精神科医で被災地出身者でもある著者が、その頃に書いたもののまとめ。
最初のほうをちょっとだけ読んだ。
いけすかない。浮足立ってスカスカしてる。
たとえば、アンケートでは努力が報われるとは限らないという「悲観的な見方」をする若者がたくさんいる。日本の成長と自分の成長期が重なった「自分たちバブル世代」は無根拠な自信を持てたけれど、30代以下の若者はそういう自信を持てなくて「不幸」。これはひどいことだけれど底打ち状態は若者にとってよいこととも言えるよ、という部分。
え?これ「悲観的」なの?現実的じゃなくて?無根拠な自信って散々「肥大化した自己」だの「幼稚な万能感」だの言われてるやつじゃないの?

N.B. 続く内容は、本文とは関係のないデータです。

//! Utility helpers shared by the Specsource crates.
//!
//! - **`http`**: path-template resolution and strict response parsing
//! - **`openapi_validation`**: cheap preflight checks for OpenAPI documents
//! - **`schema`**: `$ref`-aware JSON schema helpers with cycle protection
//! - **`path_processing`**: filesystem path helpers

pub mod http;
pub mod openapi_validation;
pub mod path_processing;
pub mod schema;

pub use http::*;
pub use path_processing::expand_tilde;

use once_cell::sync::Lazy;
use regex::Regex;

static REDACTION_PATTERNS: Lazy<Vec<Regex>> = Lazy::new(|| {
    [
        r"(?i)(authorization: )([\w\-\.=:/+]+(?: [\w\-\.=:/+]+)?)",
        r"(?i)([A-Z0-9_]*?(KEY|TOKEN|SECRET|PASSWORD))=([^\s]+)",
        r#"(?i)("(?:api_key|token|secret|password)"\s*:\s*)("[^"]*")"#,
    ]
    .iter()
    .filter_map(|pattern| Regex::new(pattern).ok())
    .collect()
});

/// Redacts values that look like secrets in a string.
pub fn redact_sensitive(input: &str) -> String {
    let mut redacted = input.to_string();
    for pattern in REDACTION_PATTERNS.iter() {
        redacted = pattern
            .replace_all(&redacted, |caps: &regex::Captures| {
                let prefix = caps.get(1).map(|m| m.as_str()).unwrap_or("");
                format!("{}<redacted>", prefix)
            })
            .to_string();
    }
    redacted
}
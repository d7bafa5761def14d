use anyhow::Result;
use serde::{Deserialize, Serialize};

use crate::schema::SchemaDefinition;

/// Prefix applied to a resource name to form its data-source name.
pub const DATA_SOURCE_NAME_PREFIX: &str = "data_";

/// Suffix appended to a parent resource name to form the parent-id property.
pub const PARENT_PROPERTY_SUFFIX: &str = "_id";

/// Describes the parents of a sub-resource such as `/v1/cdns/{id}/firewall`.
#[derive(Debug, Clone, Default, PartialEq, Eq, Serialize, Deserialize)]
pub struct ParentResourceInfo {
    /// Parent resource names, outermost first (e.g. `["cdns_v1"]`)
    pub parent_resource_names: Vec<String>,
    /// Name of the immediate parent including its own ancestors
    pub full_parent_resource_name: String,
}

impl ParentResourceInfo {
    /// Names of the properties carrying each parent's identifier, in path order.
    pub fn parent_property_names(&self) -> Vec<String> {
        self.parent_resource_names
            .iter()
            .map(|name| format!("{name}{PARENT_PROPERTY_SUFFIX}"))
            .collect()
    }
}

/// A remote resource collection whose shape is described by a schema.
///
/// Implemented by schema sources (for example an OpenAPI document loader) and
/// consumed read-only by the data-source engine.
pub trait SpecResource: Send + Sync {
    fn resource_name(&self) -> &str;

    /// The abstract property schema of one collection item.
    fn resource_schema(&self) -> Result<SchemaDefinition>;

    /// Parent information when this is a sub-resource.
    fn parent_resource_info(&self) -> Option<&ParentResourceInfo> {
        None
    }

    /// Resolves the collection path with the given parent identifiers, in
    /// the order the parents appear in the path.
    fn resource_path(&self, parent_ids: &[String]) -> Result<String>;

    /// Dot-separated location of the item array inside a wrapped listing
    /// response (`"page.items"`); `None` lets the lister probe the body.
    fn list_response_path(&self) -> Option<&str> {
        None
    }

    /// The qualified name used when reporting data-source activity.
    fn data_source_name(&self) -> String {
        format!("{DATA_SOURCE_NAME_PREFIX}{}", self.resource_name())
    }
}
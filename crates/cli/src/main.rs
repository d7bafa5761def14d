use std::{path::PathBuf, sync::Arc};

use anyhow::{Context, Result, anyhow, bail};
use clap::{Parser, Subcommand};
use indexmap::IndexMap;
use specsource_api::ApiClient;
use specsource_engine::{
    DataSourceFactory, HttpRemoteLister, HttpTelemetry, RawFilter, ResourceData, TelemetryHandler, TracingTelemetry,
    FILTER_PROPERTY_NAME,
};
use specsource_registry::{ResourceCatalog, SpecSourceConfig};
use specsource_types::{ItemValue, SpecResource};
use specsource_util::expand_tilde;
use tracing::{debug, info};
use tracing_subscriber::EnvFilter;

#[derive(Parser, Debug)]
#[command(name = "specsource", version, about = "Query OpenAPI collections as filterable data sources")]
struct Cli {
    /// Configuration file (default: <config dir>/specsource/config.json)
    #[arg(long, global = true)]
    config: Option<PathBuf>,

    #[command(subcommand)]
    command: Commands,
}

#[derive(Subcommand, Debug)]
enum Commands {
    /// List the data sources an OpenAPI document exposes
    Resources {
        #[arg(long)]
        spec: Option<String>,
    },
    /// Print the queryable schema of a data source as JSON
    Schema {
        #[arg(long)]
        spec: Option<String>,
        /// Resource name, with or without the `data_` prefix
        #[arg(long)]
        resource: String,
    },
    /// Read the single item matching the given filters
    Read {
        #[arg(long)]
        spec: Option<String>,
        #[arg(long)]
        resource: String,
        /// Filter as NAME=VALUE[,VALUE..]; repeatable
        #[arg(long = "filter", value_parser = parse_filter)]
        filters: Vec<RawFilter>,
        /// Parent identifier as PROPERTY=ID; repeatable
        #[arg(long = "parent", value_parser = parse_key_value)]
        parents: Vec<(String, String)>,
        #[arg(long)]
        base_url: Option<String>,
        /// Extra request header as NAME=VALUE; repeatable
        #[arg(long = "header", value_parser = parse_key_value)]
        headers: Vec<(String, String)>,
    },
}

fn init_tracing() {
    let filter = EnvFilter::try_from_default_env().unwrap_or_else(|_| EnvFilter::new("info"));
    let _ = tracing_subscriber::fmt()
        .with_env_filter(filter)
        .with_writer(std::io::stderr)
        .try_init();
}

#[tokio::main]
async fn main() -> Result<()> {
    init_tracing();
    let cli = Cli::parse();
    let config = match cli.config.as_deref() {
        Some(path) => SpecSourceConfig::load_from(path),
        None => SpecSourceConfig::load(),
    }
    .with_env_overrides();

    match cli.command {
        Commands::Resources { spec } => {
            let catalog = load_catalog(spec.as_deref(), &config)?;
            for resource in catalog.resources() {
                println!("{}\t{}", resource.data_source_name(), resource.path_template());
            }
        }
        Commands::Schema { spec, resource } => {
            let catalog = load_catalog(spec.as_deref(), &config)?;
            let factory = factory_for(&catalog, &resource)?;
            let schema = factory.schema()?;
            println!("{}", serde_json::to_string_pretty(&schema)?);
        }
        Commands::Read {
            spec,
            resource,
            filters,
            parents,
            base_url,
            headers,
        } => {
            let catalog = load_catalog(spec.as_deref(), &config)?;
            let factory = factory_for(&catalog, &resource)?;

            let base_url = base_url
                .or_else(|| config.base_url.clone())
                .or_else(|| catalog.base_url().map(str::to_string))
                .ok_or_else(|| anyhow!("no base URL: pass --base-url, set SPECSOURCE_BASE_URL or add servers to the document"))?;
            let mut request_headers = config.headers.clone();
            request_headers.extend(headers);
            let client = ApiClient::new(&base_url, &request_headers, config.timeout())?;
            let lister = HttpRemoteLister::new(client);
            let http_telemetry = config.telemetry_endpoint.as_deref().map(HttpTelemetry::new);
            let telemetry: &dyn TelemetryHandler = match http_telemetry.as_ref() {
                Some(http_telemetry) => http_telemetry,
                None => &TracingTelemetry,
            };

            let mut data = request_data(&filters, parents);
            let outcome = factory.read(&mut data, &lister, telemetry).await;
            if let Some(http_telemetry) = http_telemetry.as_ref() {
                http_telemetry.flush().await;
            }
            outcome?;
            info!(resource = %resource, id = ?data.id, "read succeeded");
            println!("{}", serde_json::to_string_pretty(&data)?);
        }
    }
    Ok(())
}

fn load_catalog(spec: Option<&str>, config: &SpecSourceConfig) -> Result<ResourceCatalog> {
    let spec = spec
        .or(config.spec.as_deref())
        .context("no OpenAPI document: pass --spec or set `spec` in the configuration file")?;
    let path = expand_tilde(spec);
    debug!(path = %path.display(), "loading OpenAPI document");
    ResourceCatalog::load(&path)
}

fn factory_for(catalog: &ResourceCatalog, name: &str) -> Result<DataSourceFactory> {
    let Some(resource) = catalog.find(name) else {
        bail!(
            "unknown resource '{}'; available: {}",
            name,
            catalog.list_names().join(", ")
        );
    };
    Ok(DataSourceFactory::new(Arc::new(resource.clone())))
}

fn request_data(filters: &[RawFilter], parents: Vec<(String, String)>) -> ResourceData {
    let mut data = ResourceData::new();
    if !filters.is_empty() {
        data.attributes.insert(
            FILTER_PROPERTY_NAME.to_string(),
            ItemValue::List(filters.iter().map(RawFilter::to_item_value).collect()),
        );
    }
    let parents: IndexMap<String, ItemValue> = parents
        .into_iter()
        .map(|(property, id)| (property, ItemValue::String(id)))
        .collect();
    data.attributes.extend(parents);
    data
}

fn parse_key_value(input: &str) -> Result<(String, String), String> {
    let (key, value) = input
        .split_once('=')
        .ok_or_else(|| format!("expected KEY=VALUE, got '{input}'"))?;
    let key = key.trim();
    if key.is_empty() {
        return Err(format!("missing key in '{input}'"));
    }
    Ok((key.to_string(), value.to_string()))
}

fn parse_filter(input: &str) -> Result<RawFilter, String> {
    let (name, values) = parse_key_value(input)?;
    let values = values
        .split(',')
        .filter(|value| !value.is_empty())
        .map(str::to_string)
        .collect();
    Ok(RawFilter::new(name, values))
}
//! Remote listing of resource collections.

use std::time::Instant;

use anyhow::{Result, anyhow};
use async_trait::async_trait;
use reqwest::Method;
use specsource_api::ApiClient;
use specsource_types::{ItemPayload, payload_from_json};
use specsource_util::{extract_collection_items, parse_response_json_strict, redact_sensitive};
use tracing::{debug, warn};

/// One listing call for a resource collection.
#[derive(Debug, Clone, PartialEq, Eq)]
pub struct ListRequest {
    pub resource_name: String,
    /// Collection path with parent identifiers already substituted
    pub path: String,
    /// Parent identifiers in path order
    pub parent_ids: Vec<String>,
    /// Location of the item array inside a wrapped response body
    pub response_path: Option<String>,
}

/// Outcome of a listing call. `items` is only populated for status 200.
#[derive(Debug, Clone, Default, PartialEq)]
pub struct ListResponse {
    pub status_code: u16,
    pub body: String,
    pub items: Vec<ItemPayload>,
}

impl ListResponse {
    pub fn ok(items: Vec<ItemPayload>) -> Self {
        Self {
            status_code: 200,
            body: String::new(),
            items,
        }
    }

    pub fn with_status(status_code: u16, body: impl Into<String>) -> Self {
        Self {
            status_code,
            body: body.into(),
            items: Vec::new(),
        }
    }
}

/// Executes listing calls. Errors are transport failures; HTTP statuses are
/// reported through [`ListResponse::status_code`].
#[async_trait]
pub trait RemoteLister: Send + Sync {
    async fn list(&self, request: &ListRequest) -> Result<ListResponse>;
}

/// [`RemoteLister`] issuing `GET` requests through an [`ApiClient`].
#[derive(Debug, Clone)]
pub struct HttpRemoteLister {
    client: ApiClient,
}

impl HttpRemoteLister {
    pub fn new(client: ApiClient) -> Self {
        Self { client }
    }
}

#[async_trait]
impl RemoteLister for HttpRemoteLister {
    async fn list(&self, request: &ListRequest) -> Result<ListResponse> {
        let start = Instant::now();
        debug!(
            resource = %request.resource_name,
            path = %request.path,
            parent_id_count = request.parent_ids.len(),
            "listing started"
        );

        let response = self
            .client
            .request(Method::GET, &request.path)
            .send()
            .await
            .map_err(|error| anyhow!(error))?;
        let status = response.status();
        let body = response.text().await.map_err(|error| anyhow!(error))?;

        if status.as_u16() != 200 {
            warn!(
                resource = %request.resource_name,
                path = %request.path,
                status = %status,
                body = %redact_sensitive(&body),
                duration_ms = start.elapsed().as_millis(),
                "listing returned unexpected status"
            );
            return Ok(ListResponse::with_status(status.as_u16(), body));
        }

        let payload = parse_response_json_strict(&body, Some(status)).map_err(|error| anyhow!(error))?;
        let elements = extract_collection_items(payload, request.response_path.as_deref())
            .ok_or_else(|| anyhow!("response body for GET {} does not contain a list of items", request.path))?;
        let element_count = elements.len();
        let items: Vec<ItemPayload> = elements.into_iter().filter_map(payload_from_json).collect();
        if items.len() != element_count {
            debug!(
                resource = %request.resource_name,
                skipped = element_count - items.len(),
                "ignored list elements that are not objects"
            );
        }

        debug!(
            resource = %request.resource_name,
            path = %request.path,
            status = %status,
            item_count = items.len(),
            duration_ms = start.elapsed().as_millis(),
            "listing completed"
        );
        Ok(ListResponse {
            status_code: status.as_u16(),
            body,
            items,
        })
    }
}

無根拠な自信をもったことでバブル世代は何を成せたの?
と、不快になった。
けどよく考えたら前書きで、「自分自身もパニックだったから変なこと書いてる部分もあるけど、それも含めて当時の状況だからほとんどそのまま収録したよ」と書いてあったわ。
とにかく希望を見せなきゃという思いが空回りしてしまった時期だった。そういえば。
とはいえ今あんまり調子が良くないのでげんなりしてしまったから続きは保留。多分読まないかな。
手に取ったのが別のときならもっと読めたかも。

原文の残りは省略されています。